I woke up this morning flu ridden and absolutely drained – and in desperate need of both vegetables and some comfort food. So for lunch I rustled up this tomato and spinach spaghetti, and it was exactly what the Dr. ordered.
Tomatoes have the highest level of lycopene content of any fruit or vegetable, and when it is heated up instead of diminishing in value the lycopene actually increases. This is a good thing as lycopene is an incredible anti-oxidant that helps fight against cancerous cell formation as well as other kinds of health complications and diseases – mix this together with the benefits of Popeye’s spinach and I reckon you have yourself a robust plate of goodness!

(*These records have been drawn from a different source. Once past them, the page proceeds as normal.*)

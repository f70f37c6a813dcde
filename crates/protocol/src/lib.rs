//! WorldArchitect Protocol - Wire types for the engine HTTP boundary.
//!
//! This crate contains the types that cross the HTTP boundary between the
//! engine and the browser frontend:
//! - The narrative response schema produced by the LLM pipeline
//! - Turn request/response DTOs
//!
//! # Design Principles
//!
//! 1. **Minimal dependencies** - Only serde, serde_json, uuid, chrono
//! 2. **No business logic** - Pure data types and serialization
//! 3. **No domain IDs** - use raw `uuid::Uuid` in DTOs
//! 4. **Debug data never leaks** - `debug_info` is an `Option` that is
//!    omitted from serialization entirely when stripped server-side

pub mod requests;
pub mod responses;

pub use requests::{CreateCampaignRequest, ModeData, TurnRequest};
pub use responses::{
    CampaignCreated, DebugInfo, NarrativeResponse, TurnResponse, ValidationIssueDto,
};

Again this was something that I just put together, so I have no real measurements but it’s so straightforward I am sure you can figure it out if you would ever want to make it! ‘
- 2 generous handful of cherry tomatoes – sliced in half
- olive oil
- 2 – 4 cloves of garlic – diced
- Salt and Pepper for seasoning
- 1 large handful of baby spinach – sliced in strips
- 1 portion of spaghetti
Over a very low heat, slowly heat a generous amount of olive oil and place the sliced tomatoes face down.
Throw in the diced garlic and stir. The tomatoes will slowly lose shape and the liquid will thicken, keep stirring. You can help the sauce along by ‘squidging’ the tomatoes with your spoon (a very satisfying feeling!)
Season with salt and pepper and taste. If you find that the tomatoes are too acidic in flavour, sprinkle a bit of sugar as this enhances its natural sweetness.
Add the sliced baby spinach, stir together with the tomatoes and garlic and let it wilt.
Then add your portion of spaghetti (I had left over spaghetti in the fridge from the night before) stir and make sure the pasta gets a good coating of all the juices.
Note: If you want to make this dish even more healthy, instead of using white pasta – which I did – use a whole wheat brown pasta. Also this dish would go so well with a generous amount of fresh basil!